Over the last couple of weeks, I’ve been asked to help review source code written by a third party for acceptance into support/maintenance by one of our teams. As has happened a couple of times before in my career this is a completely cold handover (no interaction between authoring team and supporting teams), and when one opens up Pandora’s box of source code it’s a complete nightmare. There are no comments or documentation anywhere. No inline comments. No Javadoc comments. Nothing at all. Not a single bloody thing.
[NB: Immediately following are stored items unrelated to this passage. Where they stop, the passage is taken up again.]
use crate::CoreError;
use fsrepo_schema::{RepositoryConfiguration, TypedRecord};
use fsrepo_store::{RecordStore, RepositoryLayout, StoreError};
use std::path::PathBuf;

/// Writes and removes the on-disk representation of one object.
///
/// Callers have already checked that the object's type is included in
/// `config`, which is the snapshot taken for the current operation.
pub trait ObjectSerializer: Send + Sync {
    fn store(
        &self,
        record: &dyn TypedRecord,
        config: &RepositoryConfiguration,
    ) -> Result<PathBuf, CoreError>;

    /// Returns whether a file was removed.
    fn delete(
        &self,
        record: &dyn TypedRecord,
        config: &RepositoryConfiguration,
    ) -> Result<bool, CoreError>;
}

/// Default serializer: one JSON file per object through [`RecordStore`].
#[derive(Debug, Default, Clone, Copy)]
pub struct FileSystemSerializer;

impl FileSystemSerializer {
    pub fn new() -> Self {
        Self
    }
}

impl ObjectSerializer for FileSystemSerializer {
    fn store(
        &self,
        record: &dyn TypedRecord,
        config: &RepositoryConfiguration,
    ) -> Result<PathBuf, CoreError> {
        let store = RecordStore::new(RepositoryLayout::from_config(config));
        store
            .put(config.type_folder(record.object_type()), record)
            .map_err(|e| write_error(record, e))
    }

    fn delete(
        &self,
        record: &dyn TypedRecord,
        config: &RepositoryConfiguration,
    ) -> Result<bool, CoreError> {
        let store = RecordStore::new(RepositoryLayout::from_config(config));
        store
            .remove(config.type_folder(record.object_type()), record)
            .map_err(|e| write_error(record, e))
    }
}

/// `type/logical-name`, as used in log messages and errors.
pub(crate) fn describe(record: &dyn TypedRecord) -> String {
    format!(
        "{}/{}",
        record.object_type(),
        record.full_name().unwrap_or(record.name().as_str())
    )
}

fn write_error(record: &dyn TypedRecord, err: StoreError) -> CoreError {
    if err.is_invalid_argument() {
        return CoreError::Store(err);
    }
    CoreError::ObjectWrite {
        object: describe(record),
        reason: err.to_string(),
    }
}
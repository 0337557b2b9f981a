//! On-disk side of the fsrepo object repository.
//!
//! This crate provides deterministic file naming (`make_safe_name`), the
//! directory layout that maps object types and names onto paths
//! (`RepositoryLayout`), an atomic JSON record store (`RecordStore`), and the
//! directory janitor that removes emptied folders without ever touching the
//! repository root.

pub mod janitor;
pub mod layout;
pub mod naming;
pub mod records;

pub use janitor::{delete_directory, delete_if_empty, prune_empty_parents};
pub use layout::RepositoryLayout;
pub use naming::{is_reserved, make_safe_name, HASH_DELIMITER, RESERVED_NAMES, TRUNCATION_MARKER};
pub use records::RecordStore;

use std::path::Path;
use thiserror::Error;

/// Fsync a directory to ensure that a preceding `rename()` is durable.
///
/// On Linux with ext4 `data=ordered` (the default), renames are usually
/// durable without an explicit dir fsync, but POSIX does not guarantee this.
pub(crate) fn fsync_dir(dir: &Path) -> Result<(), std::io::Error> {
    let f = std::fs::File::open(dir)?;
    f.sync_all()
}

#[derive(Debug, Error)]
pub enum StoreError {
    #[error("store I/O error: {0}")]
    Io(#[from] std::io::Error),
    #[error("serialization error: {0}")]
    Serialization(#[from] serde_json::Error),
    #[error("invalid name: {0}")]
    InvalidName(String),
    #[error("invalid name length limits: max_length={max_length}, hash_length={hash_length} (need hash_length > 0 and max_length > hash_length + 1)")]
    InvalidLength {
        max_length: usize,
        hash_length: usize,
    },
    #[error("invalid repository path: {0}")]
    InvalidPath(String),
    #[error("record not found: {0}")]
    RecordNotFound(String),
}

impl StoreError {
    /// Caller mistakes, as opposed to I/O or data failures.
    pub fn is_invalid_argument(&self) -> bool {
        matches!(
            self,
            Self::InvalidName(_) | Self::InvalidLength { .. } | Self::InvalidPath(_)
        )
    }
}
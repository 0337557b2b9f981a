//! The object-model seam: what the repository needs to know about an object.
//!
//! The application's own object model stays outside this workspace. It only
//! has to expose a type identifier, a code name, an optional full (logical)
//! name and a field map, through [`TypedRecord`].

use crate::types::{ObjectName, ObjectTypeId};
use serde::{Deserialize, Serialize};
use serde_json::Value;
use std::collections::BTreeMap;

/// A persistable application object.
pub trait TypedRecord {
    fn object_type(&self) -> &ObjectTypeId;

    /// Short code name, used as the basis of the on-disk file name.
    fn name(&self) -> &ObjectName;

    /// Fully qualified logical name (for example a tree path). When present
    /// and different from [`name`](Self::name), the file name is
    /// disambiguated with a hash of this value.
    fn full_name(&self) -> Option<&str> {
        None
    }

    /// Snapshot of the object as a plain record for serialization.
    fn to_record(&self) -> Record;
}

/// Serializable form of a [`TypedRecord`], as written to and read from disk.
#[derive(Debug, Clone, PartialEq, Serialize, Deserialize)]
#[serde(deny_unknown_fields)]
pub struct Record {
    pub object_type: ObjectTypeId,
    pub name: ObjectName,
    #[serde(default, skip_serializing_if = "Option::is_none")]
    pub full_name: Option<String>,
    #[serde(default)]
    pub fields: BTreeMap<String, Value>,
}

impl Record {
    pub fn new(object_type: impl Into<ObjectTypeId>, name: impl Into<ObjectName>) -> Self {
        Self {
            object_type: object_type.into(),
            name: name.into(),
            full_name: None,
            fields: BTreeMap::new(),
        }
    }

    #[must_use]
    pub fn with_full_name(mut self, full_name: impl Into<String>) -> Self {
        self.full_name = Some(full_name.into());
        self
    }

    #[must_use]
    pub fn with_field(mut self, key: impl Into<String>, value: impl Into<Value>) -> Self {
        self.fields.insert(key.into(), value.into());
        self
    }

    /// The name that identifies this record: the full name when set,
    /// otherwise the code name.
    pub fn logical_name(&self) -> &str {
        self.full_name.as_deref().unwrap_or(self.name.as_str())
    }
}

impl TypedRecord for Record {
    fn object_type(&self) -> &ObjectTypeId {
        &self.object_type
    }

    fn name(&self) -> &ObjectName {
        &self.name
    }

    fn full_name(&self) -> Option<&str> {
        self.full_name.as_deref()
    }

    fn to_record(&self) -> Record {
        self.clone()
    }
}
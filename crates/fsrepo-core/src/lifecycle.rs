use crate::CoreError;
use std::fmt;

/// The two long-running repository operations.
#[derive(Debug, Clone, Copy, PartialEq, Eq)]
pub enum BulkKind {
    StoreAll,
    RestoreAll,
}

impl fmt::Display for BulkKind {
    fn fmt(&self, f: &mut fmt::Formatter<'_>) -> fmt::Result {
        match self {
            BulkKind::StoreAll => write!(f, "store-all"),
            BulkKind::RestoreAll => write!(f, "restore-all"),
        }
    }
}

/// Process-local view of the repository.
#[derive(Debug, Clone, Copy, PartialEq, Eq, Default)]
pub enum OperationState {
    #[default]
    Idle,
    BulkRunning(BulkKind),
}

impl OperationState {
    #[inline]
    pub fn is_bulk_running(self) -> bool {
        matches!(self, OperationState::BulkRunning(_))
    }
}

impl fmt::Display for OperationState {
    fn fmt(&self, f: &mut fmt::Formatter<'_>) -> fmt::Result {
        match self {
            OperationState::Idle => write!(f, "idle"),
            OperationState::BulkRunning(kind) => write!(f, "running {kind}"),
        }
    }
}

pub fn validate_transition(from: OperationState, to: OperationState) -> Result<(), CoreError> {
    let valid = matches!(
        (from, to),
        (OperationState::Idle, OperationState::BulkRunning(_))
            | (OperationState::BulkRunning(_), OperationState::Idle)
    );

    if valid {
        Ok(())
    } else {
        Err(CoreError::InvalidTransition {
            from: from.to_string(),
            to: to.to_string(),
        })
    }
}

#[cfg(test)]
mod tests {
    use super::*;

    const STORE: OperationState = OperationState::BulkRunning(BulkKind::StoreAll);
    const RESTORE: OperationState = OperationState::BulkRunning(BulkKind::RestoreAll);

    #[test]
    fn valid_transitions() {
        assert!(validate_transition(OperationState::Idle, STORE).is_ok());
        assert!(validate_transition(OperationState::Idle, RESTORE).is_ok());
        assert!(validate_transition(STORE, OperationState::Idle).is_ok());
        assert!(validate_transition(RESTORE, OperationState::Idle).is_ok());
    }

    #[test]
    fn invalid_transitions() {
        assert!(validate_transition(OperationState::Idle, OperationState::Idle).is_err());
        assert!(validate_transition(STORE, RESTORE).is_err());
        assert!(validate_transition(STORE, STORE).is_err());
    }

    #[test]
    fn display() {
        assert_eq!(OperationState::Idle.to_string(), "idle");
        assert_eq!(RESTORE.to_string(), "running restore-all");
        let err = validate_transition(STORE, RESTORE).unwrap_err();
        assert_eq!(
            err.to_string(),
            "invalid state transition: running store-all -> running restore-all"
        );
    }

    #[test]
    fn default_is_idle() {
        assert_eq!(OperationState::default(), OperationState::Idle);
        assert!(!OperationState::default().is_bulk_running());
        assert!(STORE.is_bulk_running());
    }
}
use crate::config::{ConfigError, DEFAULT_HASH_LENGTH, DEFAULT_MAX_NAME_LENGTH};
use serde::{Deserialize, Serialize};
use std::collections::BTreeMap;
use std::fs;
use std::path::Path;

#[derive(Debug, Clone, Deserialize, Serialize, PartialEq, Eq)]
#[serde(deny_unknown_fields)]
pub struct RepositoryManifest {
    pub manifest_version: u32,
    pub repository: RepositorySection,
    #[serde(default)]
    pub types: BTreeMap<String, TypeSection>,
}

#[derive(Debug, Clone, Deserialize, Serialize, PartialEq, Eq)]
#[serde(deny_unknown_fields)]
pub struct RepositorySection {
    pub root: String,
    #[serde(default)]
    pub lock_dir: Option<String>,
    #[serde(default = "default_true")]
    pub restore_all_enabled: bool,
    #[serde(default)]
    pub include_unlisted_types: bool,
    #[serde(default = "default_max_name_length")]
    pub max_name_length: usize,
    #[serde(default = "default_hash_length")]
    pub hash_length: usize,
}

#[derive(Debug, Clone, Deserialize, Serialize, PartialEq, Eq)]
#[serde(deny_unknown_fields)]
pub struct TypeSection {
    #[serde(default = "default_true")]
    pub included: bool,
    #[serde(default)]
    pub folder: Option<String>,
}

fn default_true() -> bool {
    true
}

fn default_max_name_length() -> usize {
    DEFAULT_MAX_NAME_LENGTH
}

fn default_hash_length() -> usize {
    DEFAULT_HASH_LENGTH
}

pub fn parse_manifest_str(input: &str) -> Result<RepositoryManifest, ConfigError> {
    Ok(toml::from_str(input)?)
}

pub fn parse_manifest_file(path: impl AsRef<Path>) -> Result<RepositoryManifest, ConfigError> {
    let content = fs::read_to_string(path)?;
    parse_manifest_str(&content)
}

#[cfg(test)]
mod tests {
    use super::*;

    #[test]
    fn parses_full_manifest() {
        let input = r#"
manifest_version = 1

[repository]
root = "/srv/repository"
lock_dir = "/run/fsrepo"
restore_all_enabled = false
include_unlisted_types = true
max_name_length = 80
hash_length = 12

[types."cms.document"]
folder = "documents"

[types."cms.eventlog"]
included = false
"#;
        let manifest = parse_manifest_str(input).unwrap();
        assert_eq!(manifest.repository.root, "/srv/repository");
        assert_eq!(manifest.repository.lock_dir.as_deref(), Some("/run/fsrepo"));
        assert!(!manifest.repository.restore_all_enabled);
        assert!(manifest.repository.include_unlisted_types);
        assert_eq!(manifest.repository.max_name_length, 80);
        assert_eq!(manifest.repository.hash_length, 12);

        let doc = &manifest.types["cms.document"];
        assert!(doc.included);
        assert_eq!(doc.folder.as_deref(), Some("documents"));
        assert!(!manifest.types["cms.eventlog"].included);
    }

    #[test]
    fn minimal_manifest_uses_defaults() {
        let manifest = parse_manifest_str(
            r#"
manifest_version = 1
[repository]
root = "repo"
"#,
        )
        .unwrap();
        assert!(manifest.repository.restore_all_enabled);
        assert!(!manifest.repository.include_unlisted_types);
        assert_eq!(manifest.repository.max_name_length, DEFAULT_MAX_NAME_LENGTH);
        assert_eq!(manifest.repository.hash_length, DEFAULT_HASH_LENGTH);
        assert!(manifest.types.is_empty());
    }

    #[test]
    fn rejects_unknown_fields() {
        let result = parse_manifest_str(
            r#"
manifest_version = 1
[repository]
root = "repo"
compression = "zstd"
"#,
        );
        assert!(matches!(result, Err(ConfigError::ParseToml(_))));
    }

    #[test]
    fn rejects_missing_repository_section() {
        assert!(parse_manifest_str("manifest_version = 1\n").is_err());
    }

    #[test]
    fn missing_file_is_io_error() {
        let dir = tempfile::tempdir().unwrap();
        let result = parse_manifest_file(dir.path().join("absent.toml"));
        assert!(matches!(result, Err(ConfigError::Io(_))));
    }
}
//! Newtype wrappers for object-model identifiers.
//!
//! All newtypes serialize/deserialize as plain strings so record files stay
//! readable without the Rust types.

use serde::{Deserialize, Serialize};
use std::fmt;
use std::ops::Deref;

macro_rules! string_newtype {
    ($(#[$meta:meta])* $name:ident) => {
        $(#[$meta])*
        #[derive(Debug, Clone, PartialEq, Eq, PartialOrd, Ord, Hash, Serialize, Deserialize)]
        #[serde(transparent)]
        pub struct $name(String);

        impl $name {
            /// Create a new instance from a string.
            pub fn new(s: impl Into<String>) -> Self {
                Self(s.into())
            }

            /// Return the inner string as a slice.
            pub fn as_str(&self) -> &str {
                &self.0
            }

            /// True when the identifier is empty or whitespace only.
            pub fn is_blank(&self) -> bool {
                self.0.trim().is_empty()
            }

            /// Consume self and return the inner `String`.
            pub fn into_inner(self) -> String {
                self.0
            }
        }

        impl Deref for $name {
            type Target = str;
            fn deref(&self) -> &str {
                &self.0
            }
        }

        impl fmt::Display for $name {
            fn fmt(&self, f: &mut fmt::Formatter<'_>) -> fmt::Result {
                f.write_str(&self.0)
            }
        }

        impl AsRef<str> for $name {
            fn as_ref(&self) -> &str {
                &self.0
            }
        }

        impl PartialEq<str> for $name {
            fn eq(&self, other: &str) -> bool {
                self.0 == other
            }
        }

        impl PartialEq<String> for $name {
            fn eq(&self, other: &String) -> bool {
                self.0 == *other
            }
        }

        impl PartialEq<$name> for String {
            fn eq(&self, other: &$name) -> bool {
                *self == other.0
            }
        }

        impl From<String> for $name {
            fn from(s: String) -> Self {
                Self(s)
            }
        }

        impl From<&str> for $name {
            fn from(s: &str) -> Self {
                Self(s.to_owned())
            }
        }
    };
}

string_newtype!(
    /// Identifier of a persistable object type, e.g. `cms.document`.
    ObjectTypeId
);

string_newtype!(
    /// Logical code name of a single object within its type.
    ObjectName
);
Note that For the purposes of this post I’m not going to make much of a differentiation between inline comments and documentation comments because for sensibly short methods/classes there’s often not a huge amount to distinguish between them. I have no problem with well-Javadoc’d code (or equivalent for your language choice) with nothing further inline.
The Conversation
When I’ve been running a development team and this has come up on my watch, the conversation usually goes something like:
Me:
“Code review failed, you’ve not written any comments.”
Developer:
"Yeuch. Comments.”
“Nobody writes those. If your code is self-descriptive you don’t need comments.”
“Comments just get out of date. They’re confusing and less helpful than if they’re not there”
Me:
<Scowls>
Developer:
<Sulks>
The Benefits
Clearly, I’m a proponent of augmenting the source code with additional information that may not be self-evident. It’s an unfashionable view, but after being round the block a few times with the nightmare of cold-handover-of-uncommented-code I’m convinced I’m right. Certainly, I believe that if you aim to write quality code that endures for a long period of time, you should be thinking about the people who pick it up years after you’ve moved on to other things.
So why am I right?
Here’s the case I put to people in the scenario above (I do try to avoid the whole scowl / sulk thing if possible):
- Your code is not as good as you think it is. Ouch. This applies to everyone. We have off-days, we get tired, we work to deadlines, we context-switch, we make mistakes. Even the best developers sometimes slip up. “I don’t write comments because code should be self-documenting” is right up there with “I don’t write tests because code should be bug free” and “I don’t do peer reviews because code should be right first time”. “Should be” and “is” are not the same.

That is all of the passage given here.